// Copyright 2023 Remi Bernotavicius

use crate::database::models::{PlannedMeal, RecipeId};
use crate::database::{self, query};
use chrono::Datelike as _;
use std::collections::{BTreeMap, HashMap};

/// The Monday of the week `date` falls in.
pub fn week_start(date: chrono::NaiveDate) -> chrono::NaiveDate {
    date - chrono::Days::new(date.weekday().num_days_from_monday().into())
}

/// A Monday-to-Sunday week. Always starts on a Monday no matter how it was built.
#[derive(Debug, Copy, Clone, PartialEq, Eq, Hash, PartialOrd, Ord)]
pub struct Week {
    start: chrono::NaiveDate,
}

impl Week {
    pub fn containing(date: chrono::NaiveDate) -> Self {
        Self {
            start: week_start(date),
        }
    }

    pub fn this_week() -> Self {
        Self::containing(chrono::Local::now().date_naive())
    }

    pub fn start(&self) -> chrono::NaiveDate {
        self.start
    }

    pub fn end(&self) -> chrono::NaiveDate {
        self.start + chrono::Days::new(6)
    }

    pub fn days(&self) -> impl Iterator<Item = chrono::NaiveDate> {
        self.start.iter_days().take(7)
    }

    pub fn next(&self) -> Self {
        Self::containing(self.start + chrono::Days::new(7))
    }

    pub fn previous(&self) -> Self {
        Self::containing(self.start - chrono::Days::new(7))
    }

    pub fn jump_to(&mut self, date: chrono::NaiveDate) {
        *self = Self::containing(date);
    }
}

/// Trims, collapses inner whitespace and title-cases an ingredient name, so "  red  onion" and
/// "Red Onion" land on the same shopping list line.
pub fn normalize_ingredient_name(name: &str) -> String {
    let mut normalized = String::with_capacity(name.len());
    for word in name.split_whitespace() {
        if !normalized.is_empty() {
            normalized.push(' ');
        }
        let mut previous_is_letter = false;
        for c in word.chars() {
            if c.is_alphabetic() {
                if previous_is_letter {
                    normalized.extend(c.to_lowercase());
                } else {
                    normalized.extend(c.to_uppercase());
                }
                previous_is_letter = true;
            } else {
                normalized.push(c);
                previous_is_letter = false;
            }
        }
    }
    normalized
}

/// Looks up the ingredients of every planned recipe and flattens them into one list. A recipe
/// planned twice contributes its ingredients twice.
pub fn expand_plan_to_ingredients(
    conn: &mut database::Connection,
    plan: &[PlannedMeal],
) -> database::Result<Vec<String>> {
    let mut recipe_ingredients: HashMap<RecipeId, Vec<String>> = HashMap::new();
    let mut names = vec![];
    for recipe_id in plan.iter().filter_map(|meal| meal.recipe_id) {
        if !recipe_ingredients.contains_key(&recipe_id) {
            let ingredients = query::get_recipe_ingredients(conn, recipe_id)?
                .iter()
                .map(|n| normalize_ingredient_name(n))
                .filter(|n| !n.is_empty())
                .collect();
            recipe_ingredients.insert(recipe_id, ingredients);
        }
        names.extend(recipe_ingredients[&recipe_id].iter().cloned());
    }
    Ok(names)
}

/// Counts how many times each name appears.
pub fn aggregate<S: AsRef<str>>(names: impl IntoIterator<Item = S>) -> BTreeMap<String, usize> {
    let mut counts = BTreeMap::new();
    for name in names {
        *counts.entry(name.as_ref().to_owned()).or_default() += 1;
    }
    counts
}

#[cfg(test)]
fn date(s: &str) -> chrono::NaiveDate {
    s.parse().unwrap()
}

#[test]
fn week_start_is_monday_and_idempotent() {
    let mut d = date("2023-12-20");
    while d < date("2024-03-10") {
        let start = week_start(d);
        assert_eq!(start.weekday(), chrono::Weekday::Mon);
        assert_eq!(week_start(start), start);
        assert!(start <= d && d - start < chrono::TimeDelta::days(7));
        d = d.succ_opt().unwrap();
    }
    assert_eq!(week_start(date("2024-01-07")), date("2024-01-01"));
    assert_eq!(week_start(date("2024-01-01")), date("2024-01-01"));
}

#[test]
fn week_navigation() {
    let mut week = Week::containing(date("2024-01-03"));
    assert_eq!(week.start(), date("2024-01-01"));
    assert_eq!(week.end(), date("2024-01-07"));
    assert_eq!(week.days().count(), 7);
    assert_eq!(week.days().last(), Some(date("2024-01-07")));

    assert_eq!(week.next().start(), date("2024-01-08"));
    assert_eq!(week.previous().start(), date("2023-12-25"));

    week.jump_to(date("2024-02-29"));
    assert_eq!(week.start(), date("2024-02-26"));
}

#[test]
fn normalize_names() {
    assert_eq!(normalize_ingredient_name("  tomato "), "Tomato");
    assert_eq!(normalize_ingredient_name("RED   onion"), "Red Onion");
    assert_eq!(normalize_ingredient_name("crème fraîche"), "Crème Fraîche");
    assert_eq!(normalize_ingredient_name("o'neil's 2x-salt"), "O'Neil'S 2X-Salt");
    assert_eq!(normalize_ingredient_name("   "), "");
}

#[test]
fn aggregate_counts() {
    let names = ["Egg", "Cheese", "Onion", "Egg"];
    let counts = aggregate(names);
    assert_eq!(
        counts,
        maplit::btreemap! {
            "Cheese".to_owned() => 1,
            "Egg".to_owned() => 2,
            "Onion".to_owned() => 1,
        }
    );
    assert_eq!(counts.values().sum::<usize>(), names.len());
    assert!(aggregate(Vec::<String>::new()).is_empty());
}

#[test]
fn expand_week_plan() {
    use crate::database::models::MealSlot;

    let mut conn = database::establish_in_memory();
    let egg = query::add_ingredient(&mut conn, "egg", "Dairy").unwrap();
    let cheese = query::add_ingredient(&mut conn, "Cheese", "Dairy").unwrap();
    let onion = query::add_ingredient(&mut conn, "Onion", "Produce").unwrap();
    let omelette = query::create_recipe(&mut conn, "Omelette", &[egg, cheese]).unwrap();
    let soup = query::create_recipe(&mut conn, "Soup", &[onion, egg]).unwrap();
    let unused = query::create_recipe(&mut conn, "Unused", &[onion]).unwrap();

    let week = Week::containing(date("2024-01-01"));
    query::save_meal_plan_entry(&mut conn, date("2024-01-01"), MealSlot::Breakfast, Some(omelette))
        .unwrap();
    query::save_meal_plan_entry(&mut conn, date("2024-01-02"), MealSlot::Dinner, Some(soup))
        .unwrap();
    query::save_meal_plan_entry(&mut conn, date("2024-01-03"), MealSlot::Lunch, Some(unused))
        .unwrap();
    query::save_meal_plan_entry(&mut conn, date("2024-01-03"), MealSlot::Lunch, None).unwrap();
    query::save_meal_plan_entry(&mut conn, date("2024-01-08"), MealSlot::Lunch, Some(soup))
        .unwrap();

    let plan = query::get_plan_range(&mut conn, week.start(), week.end()).unwrap();
    let names = expand_plan_to_ingredients(&mut conn, &plan).unwrap();
    assert_eq!(names.len(), 4);

    assert_eq!(
        aggregate(&names),
        maplit::btreemap! {
            "Cheese".to_owned() => 1,
            "Egg".to_owned() => 2,
            "Onion".to_owned() => 1,
        }
    );
}
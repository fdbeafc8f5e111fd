// Copyright 2023 Remi Bernotavicius

use crate::access::EditorCapability;
use crate::aggregate::{self, Week};
use crate::database::models::{IngredientCategory, MealSlot, PlannedMeal};
use crate::database::{self, query};
use std::collections::{BTreeMap, HashMap};

#[derive(Debug, Clone, PartialEq, Eq)]
pub struct ShoppingItem {
    pub name: String,
    pub count: usize,
    pub checked: bool,
}

impl ShoppingItem {
    pub fn label(&self) -> String {
        format!("{} (x{})", self.name, self.count)
    }
}

#[derive(Debug, Copy, Clone, PartialEq, Eq)]
pub struct Progress {
    pub checked: usize,
    pub total: usize,
}

impl Progress {
    pub fn fraction(&self) -> f32 {
        if self.total == 0 {
            0.0
        } else {
            self.checked as f32 / self.total as f32
        }
    }
}

/// The aggregated shopping list for one week, grouped by category. Both the categories and the
/// items inside each category are in alphabetical order.
#[derive(Debug, Clone)]
pub struct ShoppingList {
    week: Week,
    categories: BTreeMap<String, Vec<ShoppingItem>>,
}

/// Keys each ingredient's category by the name it shows up under on the list. When several
/// stored names land on the same line, the one already spelled that way wins, then the first in
/// sorted order.
fn categories_by_list_name(stored: HashMap<String, String>) -> HashMap<String, String> {
    let mut stored: Vec<_> = stored.into_iter().collect();
    stored.sort();

    let mut categories = HashMap::new();
    for (name, category) in stored {
        let list_name = aggregate::normalize_ingredient_name(&name);
        let exact = list_name == name;
        if exact || !categories.contains_key(&list_name) {
            categories.insert(list_name, category);
        }
    }
    categories
}

impl ShoppingList {
    pub fn build(conn: &mut database::Connection, week: Week) -> database::Result<Self> {
        let mut plan = query::get_plan_range(conn, week.start(), week.end())?;

        // The system recipe's items go on every week's list, once.
        if let Some(standing) = query::system_recipe(conn)? {
            if !plan.iter().any(|m| m.recipe_id == Some(standing.id)) {
                plan.push(PlannedMeal {
                    day: week.start(),
                    slot: MealSlot::GeneralShopping,
                    recipe_id: Some(standing.id),
                    recipe_name: Some(standing.name),
                });
            }
        }

        let names = aggregate::expand_plan_to_ingredients(conn, &plan)?;
        let counts = aggregate::aggregate(&names);

        let ingredient_categories = categories_by_list_name(query::ingredient_categories(conn)?);
        let status = query::get_shopping_status(conn, week.start())?;

        let mut categories: BTreeMap<String, Vec<ShoppingItem>> = BTreeMap::new();
        for (name, count) in counts {
            let category = ingredient_categories
                .get(&name)
                .map(|c| c.trim())
                .filter(|c| !c.is_empty())
                .map(String::from)
                .unwrap_or_else(|| IngredientCategory::Other.to_string());
            categories.entry(category).or_default().push(ShoppingItem {
                checked: status.get(&name).copied().unwrap_or(false),
                name,
                count,
            });
        }

        Ok(Self { week, categories })
    }

    pub fn week(&self) -> Week {
        self.week
    }

    pub fn is_empty(&self) -> bool {
        self.categories.is_empty()
    }

    pub fn categories(&self) -> impl Iterator<Item = (&str, &[ShoppingItem])> {
        self.categories
            .iter()
            .map(|(category, items)| (category.as_str(), items.as_slice()))
    }

    pub fn items(&self) -> impl Iterator<Item = &ShoppingItem> {
        self.categories.values().flatten()
    }

    #[cfg(test)]
    pub fn item(&self, name: &str) -> Option<&ShoppingItem> {
        self.items().find(|i| i.name == name)
    }

    pub fn progress(&self) -> Progress {
        Progress {
            checked: self.items().filter(|i| i.checked).count(),
            total: self.items().count(),
        }
    }

    /// Checks or unchecks one line, writing it to the database before updating the list.
    pub fn set_checked(
        &mut self,
        conn: &mut database::Connection,
        editor: &EditorCapability,
        name: &str,
        checked: bool,
    ) -> database::Result<()> {
        set_checked(conn, editor, self.week, name, checked)?;
        for item in self.categories.values_mut().flatten() {
            if item.name == name {
                item.checked = checked;
            }
        }
        Ok(())
    }

    pub fn clear(
        &mut self,
        conn: &mut database::Connection,
        editor: &EditorCapability,
    ) -> database::Result<()> {
        clear_week(conn, editor, self.week)?;
        for item in self.categories.values_mut().flatten() {
            item.checked = false;
        }
        Ok(())
    }
}

pub fn set_checked(
    conn: &mut database::Connection,
    _editor: &EditorCapability,
    week: Week,
    name: &str,
    checked: bool,
) -> database::Result<()> {
    query::set_shopping_status(conn, week.start(), name, checked)
}

/// Unchecks everything on the given week's list.
pub fn clear_week(
    conn: &mut database::Connection,
    _editor: &EditorCapability,
    week: Week,
) -> database::Result<()> {
    log::info!("clearing shopping list for week of {}", week.start());
    query::clear_shopping_status(conn, week.start())
}

#[cfg(test)]
fn date(s: &str) -> chrono::NaiveDate {
    s.parse().unwrap()
}

#[cfg(test)]
fn plan_omelette_and_soup(conn: &mut database::Connection) -> Week {
    let egg = query::add_ingredient(conn, "Egg", "Dairy").unwrap();
    let cheese = query::add_ingredient(conn, "Cheese", "Dairy").unwrap();
    let onion = query::add_ingredient(conn, "Onion", "Produce").unwrap();
    let omelette = query::create_recipe(conn, "Omelette", &[egg, cheese]).unwrap();
    let soup = query::create_recipe(conn, "Soup", &[onion, egg]).unwrap();

    query::save_meal_plan_entry(conn, date("2024-01-01"), MealSlot::Breakfast, Some(omelette))
        .unwrap();
    query::save_meal_plan_entry(conn, date("2024-01-02"), MealSlot::Dinner, Some(soup)).unwrap();
    Week::containing(date("2024-01-01"))
}

#[cfg(test)]
fn summary(list: &ShoppingList) -> Vec<(String, Vec<(String, usize, bool)>)> {
    list.categories()
        .map(|(category, items)| {
            (
                category.to_owned(),
                items
                    .iter()
                    .map(|i| (i.name.clone(), i.count, i.checked))
                    .collect(),
            )
        })
        .collect()
}

#[test]
fn omelette_and_soup_week() {
    let editor = crate::access::test_editor();
    let mut conn = database::establish_in_memory();
    let week = plan_omelette_and_soup(&mut conn);

    let mut list = ShoppingList::build(&mut conn, week).unwrap();
    assert_eq!(
        summary(&list),
        [
            (
                "Dairy".to_owned(),
                vec![("Cheese".to_owned(), 1, false), ("Egg".to_owned(), 2, false)]
            ),
            ("Produce".to_owned(), vec![("Onion".to_owned(), 1, false)]),
        ]
    );
    assert_eq!(list.progress(), Progress { checked: 0, total: 3 });

    list.set_checked(&mut conn, &editor, "Egg", true).unwrap();
    assert_eq!(list.progress(), Progress { checked: 1, total: 3 });

    let reloaded = ShoppingList::build(&mut conn, week).unwrap();
    assert!(reloaded.item("Egg").unwrap().checked);
    assert!(!reloaded.item("Onion").unwrap().checked);
    assert_eq!(reloaded.progress(), Progress { checked: 1, total: 3 });
    assert_eq!(reloaded.item("Egg").unwrap().label(), "Egg (x2)");
}

#[test]
fn checked_state_is_per_week() {
    let editor = crate::access::test_editor();
    let mut conn = database::establish_in_memory();
    let week = plan_omelette_and_soup(&mut conn);

    set_checked(&mut conn, &editor, week.next(), "Egg", true).unwrap();
    set_checked(&mut conn, &editor, week, "Flour", true).unwrap();

    let list = ShoppingList::build(&mut conn, week).unwrap();
    assert_eq!(list.progress(), Progress { checked: 0, total: 3 });
}

#[test]
fn clear_week_unchecks_everything() {
    let editor = crate::access::test_editor();
    let mut conn = database::establish_in_memory();
    let week = plan_omelette_and_soup(&mut conn);

    let mut list = ShoppingList::build(&mut conn, week).unwrap();
    list.set_checked(&mut conn, &editor, "Egg", true).unwrap();
    list.set_checked(&mut conn, &editor, "Onion", true).unwrap();
    list.clear(&mut conn, &editor).unwrap();
    assert_eq!(list.progress().checked, 0);

    let reloaded = ShoppingList::build(&mut conn, week).unwrap();
    assert_eq!(reloaded.progress(), Progress { checked: 0, total: 3 });
    assert!(query::get_shopping_status(&mut conn, week.start())
        .unwrap()
        .is_empty());
}

#[test]
fn empty_week() {
    let mut conn = database::establish_in_memory();
    let list = ShoppingList::build(&mut conn, Week::containing(date("2024-01-01"))).unwrap();

    assert!(list.is_empty());
    assert_eq!(list.progress(), Progress { checked: 0, total: 0 });
    assert_eq!(list.progress().fraction(), 0.0);
}

#[test]
fn standing_items_added_once() {
    let mut conn = database::establish_in_memory();
    let week = plan_omelette_and_soup(&mut conn);

    let soap = query::add_ingredient(&mut conn, "soap", "").unwrap();
    let egg = query::list_ingredients(&mut conn)
        .unwrap()
        .into_iter()
        .find(|i| i.name == "Egg")
        .unwrap()
        .id;
    let shopping = query::ensure_special_recipe(&mut conn, "Shopping").unwrap();
    query::update_recipe(&mut conn, shopping, "Shopping", &[soap, egg]).unwrap();

    let list = ShoppingList::build(&mut conn, week).unwrap();
    assert_eq!(list.item("Soap").unwrap().count, 1);
    assert_eq!(list.item("Egg").unwrap().count, 3);
    assert_eq!(
        list.categories().map(|(c, _)| c).collect::<Vec<_>>(),
        ["Dairy", "Other", "Produce"]
    );

    query::save_meal_plan_entry(
        &mut conn,
        date("2024-01-05"),
        MealSlot::GeneralShopping,
        Some(shopping),
    )
    .unwrap();
    let list = ShoppingList::build(&mut conn, week).unwrap();
    assert_eq!(list.item("Soap").unwrap().count, 1);

    let other_week = ShoppingList::build(&mut conn, week.previous()).unwrap();
    assert_eq!(other_week.progress().total, 2);
}

#[test]
fn categories_follow_stored_names() {
    let mut conn = database::establish_in_memory();
    let egg = query::add_ingredient(&mut conn, "egg", "Dairy").unwrap();
    let lower = query::add_ingredient(&mut conn, "tomato", "Produce").unwrap();
    let upper = query::add_ingredient(&mut conn, "Tomato", "Other").unwrap();
    let salad = query::create_recipe(&mut conn, "Salad", &[egg, lower, upper]).unwrap();
    query::save_meal_plan_entry(&mut conn, date("2024-01-01"), MealSlot::Lunch, Some(salad))
        .unwrap();

    let list = ShoppingList::build(&mut conn, Week::containing(date("2024-01-01"))).unwrap();
    assert_eq!(
        summary(&list),
        [
            ("Dairy".to_owned(), vec![("Egg".to_owned(), 1, false)]),
            ("Other".to_owned(), vec![("Tomato".to_owned(), 2, false)]),
        ]
    );
}

#[test]
fn category_tie_break_ignores_row_order() {
    let forward = categories_by_list_name(maplit::hashmap! {
        "oNION".to_owned() => "Pantry".to_owned(),
        "onion".to_owned() => "Produce".to_owned(),
    });
    assert_eq!(forward["Onion"], "Pantry");

    let with_exact = categories_by_list_name(maplit::hashmap! {
        "Zucchini".to_owned() => "Produce".to_owned(),
        "ZUCCHINI".to_owned() => "Frozen".to_owned(),
        "zucchini".to_owned() => "Other".to_owned(),
    });
    assert_eq!(with_exact["Zucchini"], "Produce");
}
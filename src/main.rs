// Copyright 2023 Remi Bernotavicius

use clap::Parser;
use clap::Subcommand;
use std::path::PathBuf;

mod access;
mod aggregate;
mod config;
mod database;
mod maintenance;
mod pantry;
mod planner;
mod shopping;
mod ui;

type Error = Box<dyn std::error::Error + Send + Sync + 'static>;
type Result<T> = std::result::Result<T, Error>;

#[derive(Parser, Debug)]
struct Args {
    /// Directory holding the database. Defaults to the user's data directory.
    #[arg(long, env = "MEAL_PLANNER_DATA_DIR")]
    data_dir: Option<PathBuf>,

    /// Key that unlocks editing.
    #[arg(long, env = "MEAL_PLANNER_EDITOR_KEY", hide_env_values = true)]
    editor_key: Option<String>,

    #[command(subcommand)]
    commands: Commands,
}

#[derive(Debug, Subcommand)]
enum Commands {
    /// Open the planner window.
    Run,
    /// Write a copy of the database to the given path.
    Backup { path: PathBuf },
    /// Write the database as name-based SQL insert statements.
    ExportSql { path: PathBuf },
    /// Delete every planned meal and shopping checkbox. Needs the editor key.
    ResetHistory {
        #[arg(long)]
        key: String,
    },
}

fn run(conn: database::Connection, config: config::Config) -> Result<()> {
    let native_options = eframe::NativeOptions {
        window_builder: Some(Box::new(|mut b: egui::viewport::ViewportBuilder| {
            b.maximized = Some(true);
            b
        })),
        ..Default::default()
    };
    eframe::run_native(
        "Meal Planner",
        native_options,
        Box::new(|_cc| Ok(Box::new(ui::MealPlanner::new(conn, config)))),
    )
    .map_err(|e| e.to_string())?;

    Ok(())
}

fn main() -> Result<()> {
    simple_logger::SimpleLogger::new()
        .with_level(log::LevelFilter::Info)
        .env()
        .init()?;

    let args = Args::parse();
    let config = config::Config::new(args.data_dir, args.editor_key)?;
    let mut conn = database::establish_connection(config.database_path())?;
    match args.commands {
        Commands::Run => run(conn, config)?,
        Commands::Backup { path } => maintenance::backup(&mut conn, path)?,
        Commands::ExportSql { path } => maintenance::export_sql_to_path(&mut conn, path)?,
        Commands::ResetHistory { key } => {
            let capability = access::Capability::authorize(config.editor_key.as_deref(), &key);
            let Some(editor) = capability.editor() else {
                return Err("editor key doesn't match".into());
            };
            maintenance::reset_history(&mut conn, editor)?;
        }
    }
    Ok(())
}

☆ ☆ ☆ ☆ ☆

## PROBLEM REQUIREMENTS
Nothing but the lines holding the word "IngredientCategory" should be returned from the listing above.

## PROBLEM SOLUTION
use crate::database::models::{IngredientCategory, MealSlot, PlannedMeal};
                .unwrap_or_else(|| IngredientCategory::Other.to_string());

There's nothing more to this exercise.